Ok, so the sun angle was getting confused by that wrong setting I get it. I'll have to wait until tomorrow for daylight, but I'll let you know how it works on my end. Great work on all the upgrades to the software. I'm always happy to help beta test and report the bugs! :-)

tegwilym commented 3 years ago

This morning's results -- fixed! The missing negative brought back all the daylight images on both Meteor and NOAA, and the full group of all the processed images in NOAA. I was only getting the first 3 IR variations, and now I get all the daylight also.

They are all nicely processed now. after

Meteor is back in color! Sunny morning in Chicago. chicago

reynico commented 3 years ago

glad it worked!

tegwilym commented 3 years ago

Just the latest tweak to fix on the installer. Works great! Looking forward to the next features. ;-)

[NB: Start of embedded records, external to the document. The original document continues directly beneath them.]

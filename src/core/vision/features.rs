use std::fmt;

use super::error::DetectionError;

/// 像素启发式特征
#[derive(Debug, Clone, Copy, PartialEq, Eq, Hash)]
pub enum Feature {
    PlasticBottle,
    TransparentBottle,
    BottleShape,
    SkinTone,
    Fabric,
    Clothing,
    ActualTrash,
    TrashTexture,
    CrumpledPaper,
    PaperTexture,
    EmptySurface,
    ObjectContent,
    FrontViewBottle,
    RedLabel,
    BottleCap,
    ReflectiveSurface,
}

impl Feature {
    pub const COUNT: usize = 16;

    pub const ALL: [Feature; Feature::COUNT] = [
        Feature::PlasticBottle,
        Feature::TransparentBottle,
        Feature::BottleShape,
        Feature::SkinTone,
        Feature::Fabric,
        Feature::Clothing,
        Feature::ActualTrash,
        Feature::TrashTexture,
        Feature::CrumpledPaper,
        Feature::PaperTexture,
        Feature::EmptySurface,
        Feature::ObjectContent,
        Feature::FrontViewBottle,
        Feature::RedLabel,
        Feature::BottleCap,
        Feature::ReflectiveSurface,
    ];

    pub fn index(self) -> usize {
        self as usize
    }

    /// camelCase 键名（阈值表和报告共用）
    pub fn key(self) -> &'static str {
        match self {
            Feature::PlasticBottle => "plasticBottle",
            Feature::TransparentBottle => "transparentBottle",
            Feature::BottleShape => "bottleShape",
            Feature::SkinTone => "skinTone",
            Feature::Fabric => "fabric",
            Feature::Clothing => "clothing",
            Feature::ActualTrash => "actualTrash",
            Feature::TrashTexture => "trashTexture",
            Feature::CrumpledPaper => "crumpledPaper",
            Feature::PaperTexture => "paperTexture",
            Feature::EmptySurface => "emptySurface",
            Feature::ObjectContent => "objectContent",
            Feature::FrontViewBottle => "frontViewBottle",
            Feature::RedLabel => "redLabel",
            Feature::BottleCap => "bottleCap",
            Feature::ReflectiveSurface => "reflectiveSurface",
        }
    }

    pub fn from_key(key: &str) -> Option<Feature> {
        Feature::ALL.into_iter().find(|f| f.key() == key)
    }
}

impl fmt::Display for Feature {
    fn fmt(&self, f: &mut fmt::Formatter<'_>) -> fmt::Result {
        f.write_str(self.key())
    }
}

/// 单帧各特征的像素计数
///
/// 每个计数都在 `0..=total_samples` 内
#[derive(Debug, Clone, PartialEq, Eq)]
pub struct RawAnalysis {
    counts: [u32; Feature::COUNT],
    total_samples: u32,
}

impl RawAnalysis {
    pub fn empty(total_samples: u32) -> Self {
        Self {
            counts: [0; Feature::COUNT],
            total_samples,
        }
    }

    pub fn from_counts(
        total_samples: u32,
        counts: &[(Feature, u32)],
    ) -> Result<Self, DetectionError> {
        let mut analysis = Self::empty(total_samples);
        for &(feature, count) in counts {
            if count > total_samples {
                return Err(DetectionError::InvalidAnalysis(format!(
                    "{} count {} exceeds {} samples",
                    feature, count, total_samples
                )));
            }
            analysis.counts[feature.index()] = count;
        }
        Ok(analysis)
    }

    pub(crate) fn increment(&mut self, feature: Feature) {
        self.counts[feature.index()] += 1;
    }

    pub fn count(&self, feature: Feature) -> u32 {
        self.counts[feature.index()]
    }

    pub fn total_samples(&self) -> u32 {
        self.total_samples
    }

    /// 无采样时返回 `None`
    pub fn fraction(&self, feature: Feature) -> Option<f32> {
        if self.total_samples == 0 {
            return None;
        }
        Some(self.count(feature) as f32 / self.total_samples as f32)
    }

    pub fn is_degenerate(&self) -> bool {
        self.total_samples == 0
    }
}

/// 单帧特征标志
#[derive(Debug, Clone, Copy, PartialEq, Eq, Default)]
pub struct ClassifiedAnalysis {
    flags: [bool; Feature::COUNT],
}

impl ClassifiedAnalysis {
    pub fn none() -> Self {
        Self::default()
    }

    pub fn from_flags(features: &[Feature]) -> Self {
        let mut flags = [false; Feature::COUNT];
        for feature in features {
            flags[feature.index()] = true;
        }
        Self { flags }
    }

    pub(crate) fn set(&mut self, feature: Feature, value: bool) {
        self.flags[feature.index()] = value;
    }

    pub fn has(&self, feature: Feature) -> bool {
        self.flags[feature.index()]
    }

    pub fn any(&self) -> bool {
        self.flags.iter().any(|&f| f)
    }

    pub fn active(&self) -> Vec<Feature> {
        Feature::ALL.into_iter().filter(|f| self.has(*f)).collect()
    }
}

#[cfg(test)]
mod tests {
    use super::*;

    #[test]
    fn test_feature_keys_round_trip() {
        for (i, feature) in Feature::ALL.into_iter().enumerate() {
            assert_eq!(feature.index(), i);
            assert_eq!(Feature::from_key(feature.key()), Some(feature));
        }
        assert_eq!(Feature::from_key("bogus"), None);
    }

    #[test]
    fn test_from_counts_rejects_overflow() {
        let err = RawAnalysis::from_counts(10, &[(Feature::SkinTone, 11)]);
        assert!(matches!(err, Err(DetectionError::InvalidAnalysis(_))));
    }

    #[test]
    fn test_fraction_guards_zero_samples() {
        let analysis = RawAnalysis::empty(0);
        assert!(analysis.is_degenerate());
        assert_eq!(analysis.fraction(Feature::PlasticBottle), None);

        let analysis = RawAnalysis::from_counts(100, &[(Feature::PlasticBottle, 20)]).unwrap();
        assert_eq!(analysis.fraction(Feature::PlasticBottle), Some(0.2));
    }
}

flewid commented 3 years ago

@reynico I'm still getting black and white for daytime passes? I got one color a few days ago, but generally they are all in IR

here's a sample

METEOR-M220210117-073944-122-rectified

flewid commented 3 years ago

Here are my configs:

.noaa.conf

NOAA_HOME=/home/radio/raspberry-noaa
NOAA_OUTPUT=/var/www/wx
METEOR_OUTPUT=/var/www/wx/meteor
RAMFS_AUDIO=/var/ramfs
SAT_MIN_ELEV=30
METEOR_MIN_ELEV=30
SUN_MIN_ELEV=10
LOG_LEVEL=DEBUG
LAT=45.963000
LON=-75.809160
BIAS_TEE="-T"
DELETE_AUDIO="false"
FLIP_METEOR_IMG="true"
GAIN=42.0
SCHEDULE_ISS="true"

.predict/predict.qth

BILLY
 45.9626
 75.8095
 223

sun.py

#!/usr/bin/env python3
import ephem
import time
import sys
timezone = -5 + time.localtime().tm_isdst
date = time.strftime('%Y-%m-%d %H:%M:%S', time.localtime(int(sys.argv[1])-(timezone*60*60)))

obs=ephem.Observer()
obs.lat='45.963000'
obs.long='-75.809160'
obs.date = date

sun = ephem.Sun(obs)
sun.compute(obs)
sun_angle = float(sun.alt) * 57.2957795 # Rad to deg
print(int(sun_angle))
flewid commented 3 years ago

Also, my setup is a NooElec Smartee XTR + Sawbird NOAA and a National RF QFH antenna. Not sure if that makes a difference.